# DATA EXCERPTS:
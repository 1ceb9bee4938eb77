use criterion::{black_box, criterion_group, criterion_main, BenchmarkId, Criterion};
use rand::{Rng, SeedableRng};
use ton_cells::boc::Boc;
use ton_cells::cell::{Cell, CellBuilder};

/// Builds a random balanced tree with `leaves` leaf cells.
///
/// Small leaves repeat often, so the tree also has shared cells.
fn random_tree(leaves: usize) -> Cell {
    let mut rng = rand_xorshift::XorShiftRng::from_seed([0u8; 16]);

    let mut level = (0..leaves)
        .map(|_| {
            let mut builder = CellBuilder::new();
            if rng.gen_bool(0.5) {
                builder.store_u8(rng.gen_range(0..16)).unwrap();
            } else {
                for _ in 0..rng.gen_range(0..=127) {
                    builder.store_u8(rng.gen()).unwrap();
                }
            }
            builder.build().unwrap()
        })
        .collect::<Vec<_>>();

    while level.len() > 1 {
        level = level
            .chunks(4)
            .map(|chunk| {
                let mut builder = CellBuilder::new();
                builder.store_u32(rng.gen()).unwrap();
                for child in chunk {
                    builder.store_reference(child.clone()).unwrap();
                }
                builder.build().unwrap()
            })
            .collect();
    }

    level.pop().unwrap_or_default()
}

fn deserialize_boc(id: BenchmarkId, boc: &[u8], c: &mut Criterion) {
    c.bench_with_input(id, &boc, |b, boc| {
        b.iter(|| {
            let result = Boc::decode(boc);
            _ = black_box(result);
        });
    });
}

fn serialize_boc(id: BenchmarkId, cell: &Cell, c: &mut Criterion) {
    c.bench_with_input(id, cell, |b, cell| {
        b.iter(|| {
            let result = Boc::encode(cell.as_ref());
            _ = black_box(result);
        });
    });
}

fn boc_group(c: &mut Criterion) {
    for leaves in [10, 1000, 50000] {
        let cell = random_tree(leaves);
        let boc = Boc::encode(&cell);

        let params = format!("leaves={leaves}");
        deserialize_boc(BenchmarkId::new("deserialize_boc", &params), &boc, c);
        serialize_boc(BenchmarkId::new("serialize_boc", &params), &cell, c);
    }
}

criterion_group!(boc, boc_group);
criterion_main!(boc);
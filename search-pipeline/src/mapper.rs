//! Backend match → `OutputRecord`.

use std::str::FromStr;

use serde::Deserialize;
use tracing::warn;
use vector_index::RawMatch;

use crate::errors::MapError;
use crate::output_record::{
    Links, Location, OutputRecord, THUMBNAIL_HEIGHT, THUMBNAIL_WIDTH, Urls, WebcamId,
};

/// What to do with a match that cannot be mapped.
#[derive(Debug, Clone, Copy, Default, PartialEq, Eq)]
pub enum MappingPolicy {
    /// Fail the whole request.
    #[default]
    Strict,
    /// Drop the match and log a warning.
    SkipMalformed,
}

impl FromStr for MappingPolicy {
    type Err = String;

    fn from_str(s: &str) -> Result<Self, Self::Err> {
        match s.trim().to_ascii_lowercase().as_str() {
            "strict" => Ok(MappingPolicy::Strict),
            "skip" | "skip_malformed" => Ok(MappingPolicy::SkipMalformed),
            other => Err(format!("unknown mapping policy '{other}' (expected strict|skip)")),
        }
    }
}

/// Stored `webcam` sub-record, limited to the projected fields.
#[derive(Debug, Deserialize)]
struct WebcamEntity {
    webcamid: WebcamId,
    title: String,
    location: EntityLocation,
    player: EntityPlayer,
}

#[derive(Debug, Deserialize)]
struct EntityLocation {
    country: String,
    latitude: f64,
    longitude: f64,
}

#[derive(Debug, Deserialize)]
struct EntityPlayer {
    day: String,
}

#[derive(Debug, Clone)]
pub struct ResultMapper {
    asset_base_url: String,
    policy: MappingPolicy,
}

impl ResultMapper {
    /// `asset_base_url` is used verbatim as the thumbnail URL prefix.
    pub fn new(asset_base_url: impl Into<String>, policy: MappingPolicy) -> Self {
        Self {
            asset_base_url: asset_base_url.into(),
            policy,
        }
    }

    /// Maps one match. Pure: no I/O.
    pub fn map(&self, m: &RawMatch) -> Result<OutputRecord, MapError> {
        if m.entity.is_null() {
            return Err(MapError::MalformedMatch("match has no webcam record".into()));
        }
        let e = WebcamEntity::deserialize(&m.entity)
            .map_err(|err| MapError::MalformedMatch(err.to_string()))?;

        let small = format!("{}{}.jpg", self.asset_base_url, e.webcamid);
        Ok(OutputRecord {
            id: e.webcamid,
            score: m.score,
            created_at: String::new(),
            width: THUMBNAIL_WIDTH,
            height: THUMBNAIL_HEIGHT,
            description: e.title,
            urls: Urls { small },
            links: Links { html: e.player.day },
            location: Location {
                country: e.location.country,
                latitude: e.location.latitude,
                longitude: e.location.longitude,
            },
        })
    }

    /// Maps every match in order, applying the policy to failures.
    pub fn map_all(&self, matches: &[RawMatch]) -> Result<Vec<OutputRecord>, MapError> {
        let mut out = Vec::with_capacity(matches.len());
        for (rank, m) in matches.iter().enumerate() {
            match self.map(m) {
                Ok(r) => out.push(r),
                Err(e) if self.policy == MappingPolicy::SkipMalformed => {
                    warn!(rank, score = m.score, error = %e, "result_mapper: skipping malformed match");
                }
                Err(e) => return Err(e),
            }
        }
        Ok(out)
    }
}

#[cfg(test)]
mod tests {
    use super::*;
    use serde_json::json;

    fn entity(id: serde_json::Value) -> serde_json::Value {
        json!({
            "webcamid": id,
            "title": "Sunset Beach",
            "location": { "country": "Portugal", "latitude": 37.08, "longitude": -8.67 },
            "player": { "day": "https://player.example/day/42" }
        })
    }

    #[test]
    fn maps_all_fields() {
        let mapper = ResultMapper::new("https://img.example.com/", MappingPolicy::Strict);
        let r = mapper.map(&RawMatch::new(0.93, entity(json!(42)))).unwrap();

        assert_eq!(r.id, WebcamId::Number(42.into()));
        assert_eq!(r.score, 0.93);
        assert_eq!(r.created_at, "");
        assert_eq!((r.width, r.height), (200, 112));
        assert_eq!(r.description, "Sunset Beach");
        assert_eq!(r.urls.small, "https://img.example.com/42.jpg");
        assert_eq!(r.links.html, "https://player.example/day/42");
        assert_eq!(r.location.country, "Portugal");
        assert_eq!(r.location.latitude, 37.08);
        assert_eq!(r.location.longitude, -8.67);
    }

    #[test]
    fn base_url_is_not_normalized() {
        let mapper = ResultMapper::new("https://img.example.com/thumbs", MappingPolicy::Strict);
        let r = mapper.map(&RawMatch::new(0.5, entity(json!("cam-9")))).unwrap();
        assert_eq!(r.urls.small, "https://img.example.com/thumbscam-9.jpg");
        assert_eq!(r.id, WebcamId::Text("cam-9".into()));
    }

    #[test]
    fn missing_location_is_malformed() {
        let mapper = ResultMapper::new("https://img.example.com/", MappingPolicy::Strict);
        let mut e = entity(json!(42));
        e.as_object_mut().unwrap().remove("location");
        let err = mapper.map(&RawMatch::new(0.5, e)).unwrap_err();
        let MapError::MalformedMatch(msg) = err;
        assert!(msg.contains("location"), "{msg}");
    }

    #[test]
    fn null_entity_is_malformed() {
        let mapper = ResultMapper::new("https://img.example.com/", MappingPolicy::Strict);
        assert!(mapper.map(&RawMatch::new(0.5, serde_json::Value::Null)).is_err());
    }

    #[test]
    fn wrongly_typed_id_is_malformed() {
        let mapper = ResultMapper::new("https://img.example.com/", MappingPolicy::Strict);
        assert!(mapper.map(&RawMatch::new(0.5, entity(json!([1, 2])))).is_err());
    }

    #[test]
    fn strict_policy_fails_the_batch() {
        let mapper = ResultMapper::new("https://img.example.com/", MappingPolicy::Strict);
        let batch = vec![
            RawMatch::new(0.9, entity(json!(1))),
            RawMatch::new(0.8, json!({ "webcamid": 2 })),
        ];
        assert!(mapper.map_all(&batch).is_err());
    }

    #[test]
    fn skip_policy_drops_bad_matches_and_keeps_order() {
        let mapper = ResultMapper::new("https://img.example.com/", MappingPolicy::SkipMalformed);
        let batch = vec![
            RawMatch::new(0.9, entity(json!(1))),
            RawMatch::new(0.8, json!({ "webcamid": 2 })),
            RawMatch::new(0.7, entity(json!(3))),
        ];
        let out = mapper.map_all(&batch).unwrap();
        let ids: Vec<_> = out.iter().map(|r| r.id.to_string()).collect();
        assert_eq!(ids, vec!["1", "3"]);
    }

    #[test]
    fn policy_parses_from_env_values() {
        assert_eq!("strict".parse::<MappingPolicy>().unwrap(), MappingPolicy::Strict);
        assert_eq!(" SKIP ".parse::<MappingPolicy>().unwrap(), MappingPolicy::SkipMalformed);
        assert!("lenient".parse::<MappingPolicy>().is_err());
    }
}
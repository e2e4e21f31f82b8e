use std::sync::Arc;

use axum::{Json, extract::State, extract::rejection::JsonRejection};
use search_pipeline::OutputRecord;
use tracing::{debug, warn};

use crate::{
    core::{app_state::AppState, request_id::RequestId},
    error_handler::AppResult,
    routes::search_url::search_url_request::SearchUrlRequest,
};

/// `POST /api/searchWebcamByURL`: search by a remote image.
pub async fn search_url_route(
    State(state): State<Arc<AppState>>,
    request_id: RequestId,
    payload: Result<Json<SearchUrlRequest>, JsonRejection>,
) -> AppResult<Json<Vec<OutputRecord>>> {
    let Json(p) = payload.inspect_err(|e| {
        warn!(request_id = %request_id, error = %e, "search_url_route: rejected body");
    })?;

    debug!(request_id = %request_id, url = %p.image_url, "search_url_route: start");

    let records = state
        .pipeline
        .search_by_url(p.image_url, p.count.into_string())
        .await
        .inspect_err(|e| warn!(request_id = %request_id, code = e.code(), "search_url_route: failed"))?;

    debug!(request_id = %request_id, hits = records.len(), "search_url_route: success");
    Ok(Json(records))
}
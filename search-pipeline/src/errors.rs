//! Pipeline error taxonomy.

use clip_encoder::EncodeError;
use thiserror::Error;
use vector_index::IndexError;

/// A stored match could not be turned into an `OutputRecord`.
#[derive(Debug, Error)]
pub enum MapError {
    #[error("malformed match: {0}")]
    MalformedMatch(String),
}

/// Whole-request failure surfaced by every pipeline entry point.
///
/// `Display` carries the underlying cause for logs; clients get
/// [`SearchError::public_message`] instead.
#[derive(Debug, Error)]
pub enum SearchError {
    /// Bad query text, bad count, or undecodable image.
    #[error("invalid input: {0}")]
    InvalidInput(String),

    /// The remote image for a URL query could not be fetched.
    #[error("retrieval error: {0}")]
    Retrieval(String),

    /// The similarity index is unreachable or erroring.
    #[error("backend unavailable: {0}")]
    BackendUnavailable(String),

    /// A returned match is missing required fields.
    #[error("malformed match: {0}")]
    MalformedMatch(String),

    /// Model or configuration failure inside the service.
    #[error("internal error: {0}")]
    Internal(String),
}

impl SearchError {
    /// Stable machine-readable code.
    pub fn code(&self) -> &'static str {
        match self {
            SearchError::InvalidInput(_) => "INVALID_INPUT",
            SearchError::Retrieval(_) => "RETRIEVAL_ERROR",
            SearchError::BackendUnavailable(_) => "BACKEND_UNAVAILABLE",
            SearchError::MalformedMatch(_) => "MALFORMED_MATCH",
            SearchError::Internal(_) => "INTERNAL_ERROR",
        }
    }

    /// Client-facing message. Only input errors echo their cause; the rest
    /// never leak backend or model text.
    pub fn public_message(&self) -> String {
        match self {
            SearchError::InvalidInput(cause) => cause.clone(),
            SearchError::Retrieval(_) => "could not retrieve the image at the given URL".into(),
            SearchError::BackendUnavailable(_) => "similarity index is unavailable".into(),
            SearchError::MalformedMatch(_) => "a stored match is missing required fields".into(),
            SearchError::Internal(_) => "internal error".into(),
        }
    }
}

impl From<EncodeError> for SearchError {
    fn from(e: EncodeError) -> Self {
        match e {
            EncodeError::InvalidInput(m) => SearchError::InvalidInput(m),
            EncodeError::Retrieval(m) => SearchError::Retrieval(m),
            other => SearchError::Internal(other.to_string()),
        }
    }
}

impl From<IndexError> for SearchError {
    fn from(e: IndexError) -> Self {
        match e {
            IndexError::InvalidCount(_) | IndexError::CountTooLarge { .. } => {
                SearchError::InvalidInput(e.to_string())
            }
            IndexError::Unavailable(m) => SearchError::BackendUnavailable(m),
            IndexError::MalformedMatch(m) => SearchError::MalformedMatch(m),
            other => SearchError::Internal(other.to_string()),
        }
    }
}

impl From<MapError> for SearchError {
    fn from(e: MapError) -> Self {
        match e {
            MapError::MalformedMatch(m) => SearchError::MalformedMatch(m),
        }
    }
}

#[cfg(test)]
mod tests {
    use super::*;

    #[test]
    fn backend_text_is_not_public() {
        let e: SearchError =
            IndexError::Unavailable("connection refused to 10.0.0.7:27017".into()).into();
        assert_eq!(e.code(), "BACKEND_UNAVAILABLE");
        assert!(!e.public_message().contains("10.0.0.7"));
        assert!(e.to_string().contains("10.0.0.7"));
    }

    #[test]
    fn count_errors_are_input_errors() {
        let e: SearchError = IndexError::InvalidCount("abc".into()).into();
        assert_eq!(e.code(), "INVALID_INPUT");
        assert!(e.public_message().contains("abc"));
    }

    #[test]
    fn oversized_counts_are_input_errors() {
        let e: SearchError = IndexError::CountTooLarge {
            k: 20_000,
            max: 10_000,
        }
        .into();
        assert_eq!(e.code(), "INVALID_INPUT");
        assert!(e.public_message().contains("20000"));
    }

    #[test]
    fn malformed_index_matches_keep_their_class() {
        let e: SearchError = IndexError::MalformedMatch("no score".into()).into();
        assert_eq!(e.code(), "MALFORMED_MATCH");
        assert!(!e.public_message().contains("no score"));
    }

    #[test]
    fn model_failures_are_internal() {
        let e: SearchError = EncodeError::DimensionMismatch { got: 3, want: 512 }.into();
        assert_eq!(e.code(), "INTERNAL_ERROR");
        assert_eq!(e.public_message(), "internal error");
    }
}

# GOAL OF THE EXERCISE:
In the listing above, find the line with "builder.store_u32(rng.gen()).unwrap();" and the line with "pub enum MappingPolicy", then reproduce both and every line between them exactly.

# TASK RESPONSE:
                builder.store_u32(rng.gen()).unwrap();
                for child in chunk {
                    builder.store_reference(child.clone()).unwrap();
                }
                builder.build().unwrap()
            })
            .collect();
    }

    level.pop().unwrap_or_default()
}

fn deserialize_boc(id: BenchmarkId, boc: &[u8], c: &mut Criterion) {
    c.bench_with_input(id, &boc, |b, boc| {
        b.iter(|| {
            let result = Boc::decode(boc);
            _ = black_box(result);
        });
    });
}

fn serialize_boc(id: BenchmarkId, cell: &Cell, c: &mut Criterion) {
    c.bench_with_input(id, cell, |b, cell| {
        b.iter(|| {
            let result = Boc::encode(cell.as_ref());
            _ = black_box(result);
        });
    });
}

fn boc_group(c: &mut Criterion) {
    for leaves in [10, 1000, 50000] {
        let cell = random_tree(leaves);
        let boc = Boc::encode(&cell);

        let params = format!("leaves={leaves}");
        deserialize_boc(BenchmarkId::new("deserialize_boc", &params), &boc, c);
        serialize_boc(BenchmarkId::new("serialize_boc", &params), &cell, c);
    }
}

criterion_group!(boc, boc_group);
criterion_main!(boc);
filename search-pipeline/src/mapper.rs
//! Backend match → `OutputRecord`.

use std::str::FromStr;

use serde::Deserialize;
use tracing::warn;
use vector_index::RawMatch;

use crate::errors::MapError;
use crate::output_record::{
    Links, Location, OutputRecord, THUMBNAIL_HEIGHT, THUMBNAIL_WIDTH, Urls, WebcamId,
};

/// What to do with a match that cannot be mapped.
#[derive(Debug, Clone, Copy, Default, PartialEq, Eq)]
pub enum MappingPolicy {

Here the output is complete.